> How to complete this task:
How many of the lines below hold the string "return"? Say only the number.

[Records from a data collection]
..............................
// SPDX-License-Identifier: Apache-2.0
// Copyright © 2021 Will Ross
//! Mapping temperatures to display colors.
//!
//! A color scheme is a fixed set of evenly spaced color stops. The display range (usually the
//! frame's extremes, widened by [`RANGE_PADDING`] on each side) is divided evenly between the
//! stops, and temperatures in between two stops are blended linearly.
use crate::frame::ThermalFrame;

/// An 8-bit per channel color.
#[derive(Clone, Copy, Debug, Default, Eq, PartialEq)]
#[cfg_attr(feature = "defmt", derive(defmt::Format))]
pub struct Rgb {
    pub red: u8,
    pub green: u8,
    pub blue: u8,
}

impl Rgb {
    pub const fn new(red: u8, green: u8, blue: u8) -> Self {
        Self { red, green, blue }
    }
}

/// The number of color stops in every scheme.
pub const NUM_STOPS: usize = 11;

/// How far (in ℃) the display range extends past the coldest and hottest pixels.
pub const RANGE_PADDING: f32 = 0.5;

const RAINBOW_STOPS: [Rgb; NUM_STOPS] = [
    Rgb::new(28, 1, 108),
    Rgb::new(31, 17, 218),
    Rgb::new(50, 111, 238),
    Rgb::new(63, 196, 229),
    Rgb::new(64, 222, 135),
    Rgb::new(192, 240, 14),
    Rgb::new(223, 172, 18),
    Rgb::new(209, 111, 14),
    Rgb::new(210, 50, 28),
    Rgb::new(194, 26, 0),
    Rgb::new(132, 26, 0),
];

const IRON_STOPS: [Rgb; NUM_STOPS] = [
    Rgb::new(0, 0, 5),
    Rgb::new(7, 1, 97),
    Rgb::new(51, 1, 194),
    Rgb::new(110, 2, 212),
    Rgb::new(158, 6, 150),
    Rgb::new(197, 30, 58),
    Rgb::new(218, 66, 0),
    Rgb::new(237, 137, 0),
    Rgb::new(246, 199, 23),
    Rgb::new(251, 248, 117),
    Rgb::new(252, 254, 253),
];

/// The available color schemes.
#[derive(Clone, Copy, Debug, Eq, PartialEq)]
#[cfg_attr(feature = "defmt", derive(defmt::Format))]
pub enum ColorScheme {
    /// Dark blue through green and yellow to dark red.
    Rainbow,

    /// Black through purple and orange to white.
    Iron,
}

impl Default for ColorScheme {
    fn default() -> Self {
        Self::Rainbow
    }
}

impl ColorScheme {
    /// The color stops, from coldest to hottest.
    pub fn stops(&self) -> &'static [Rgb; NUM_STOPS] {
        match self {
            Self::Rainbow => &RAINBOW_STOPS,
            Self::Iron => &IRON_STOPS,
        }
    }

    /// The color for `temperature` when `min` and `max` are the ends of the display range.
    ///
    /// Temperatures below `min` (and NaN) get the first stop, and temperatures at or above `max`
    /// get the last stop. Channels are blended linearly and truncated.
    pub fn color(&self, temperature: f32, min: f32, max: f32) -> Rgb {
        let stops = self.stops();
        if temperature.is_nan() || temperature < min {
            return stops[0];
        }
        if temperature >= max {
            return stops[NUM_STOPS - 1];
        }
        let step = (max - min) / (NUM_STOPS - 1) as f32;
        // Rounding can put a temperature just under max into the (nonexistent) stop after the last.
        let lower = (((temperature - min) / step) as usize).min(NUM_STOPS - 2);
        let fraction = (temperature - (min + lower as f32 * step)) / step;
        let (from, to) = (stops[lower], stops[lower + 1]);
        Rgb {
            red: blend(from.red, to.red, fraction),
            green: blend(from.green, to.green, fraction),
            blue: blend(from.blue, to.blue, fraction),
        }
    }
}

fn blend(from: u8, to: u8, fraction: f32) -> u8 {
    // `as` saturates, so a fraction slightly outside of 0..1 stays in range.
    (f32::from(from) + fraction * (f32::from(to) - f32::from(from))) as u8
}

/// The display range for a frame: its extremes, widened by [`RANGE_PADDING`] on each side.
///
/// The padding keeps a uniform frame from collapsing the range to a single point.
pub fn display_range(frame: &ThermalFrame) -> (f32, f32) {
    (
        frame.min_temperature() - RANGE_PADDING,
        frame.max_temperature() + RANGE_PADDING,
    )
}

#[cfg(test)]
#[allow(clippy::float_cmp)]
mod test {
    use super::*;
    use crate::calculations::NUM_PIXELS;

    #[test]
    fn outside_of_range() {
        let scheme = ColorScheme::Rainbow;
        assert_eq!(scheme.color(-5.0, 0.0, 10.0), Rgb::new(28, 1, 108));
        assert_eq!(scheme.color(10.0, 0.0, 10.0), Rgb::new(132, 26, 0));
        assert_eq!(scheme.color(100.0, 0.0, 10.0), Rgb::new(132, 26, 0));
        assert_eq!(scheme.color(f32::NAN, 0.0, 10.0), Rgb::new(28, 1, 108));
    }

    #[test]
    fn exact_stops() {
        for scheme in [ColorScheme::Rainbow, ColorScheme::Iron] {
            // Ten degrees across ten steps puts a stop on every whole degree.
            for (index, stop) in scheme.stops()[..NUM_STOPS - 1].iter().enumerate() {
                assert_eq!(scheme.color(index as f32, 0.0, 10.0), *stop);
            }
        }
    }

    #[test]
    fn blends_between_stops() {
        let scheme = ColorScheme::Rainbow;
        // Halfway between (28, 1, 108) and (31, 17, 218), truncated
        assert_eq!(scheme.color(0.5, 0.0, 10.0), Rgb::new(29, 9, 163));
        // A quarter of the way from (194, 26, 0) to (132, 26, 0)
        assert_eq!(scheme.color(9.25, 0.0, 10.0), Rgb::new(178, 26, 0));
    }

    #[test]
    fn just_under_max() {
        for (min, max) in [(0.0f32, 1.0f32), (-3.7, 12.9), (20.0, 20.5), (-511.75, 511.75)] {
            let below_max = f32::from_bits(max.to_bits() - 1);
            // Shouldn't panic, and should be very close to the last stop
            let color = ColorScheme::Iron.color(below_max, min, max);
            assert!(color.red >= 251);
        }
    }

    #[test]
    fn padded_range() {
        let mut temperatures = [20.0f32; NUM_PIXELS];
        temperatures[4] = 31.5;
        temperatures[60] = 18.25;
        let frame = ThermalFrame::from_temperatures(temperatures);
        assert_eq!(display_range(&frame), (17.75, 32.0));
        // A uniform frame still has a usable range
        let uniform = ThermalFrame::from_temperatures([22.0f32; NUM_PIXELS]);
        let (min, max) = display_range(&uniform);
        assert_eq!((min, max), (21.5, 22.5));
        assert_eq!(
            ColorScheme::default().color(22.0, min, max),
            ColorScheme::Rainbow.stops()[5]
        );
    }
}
..............................
> Written solution:
2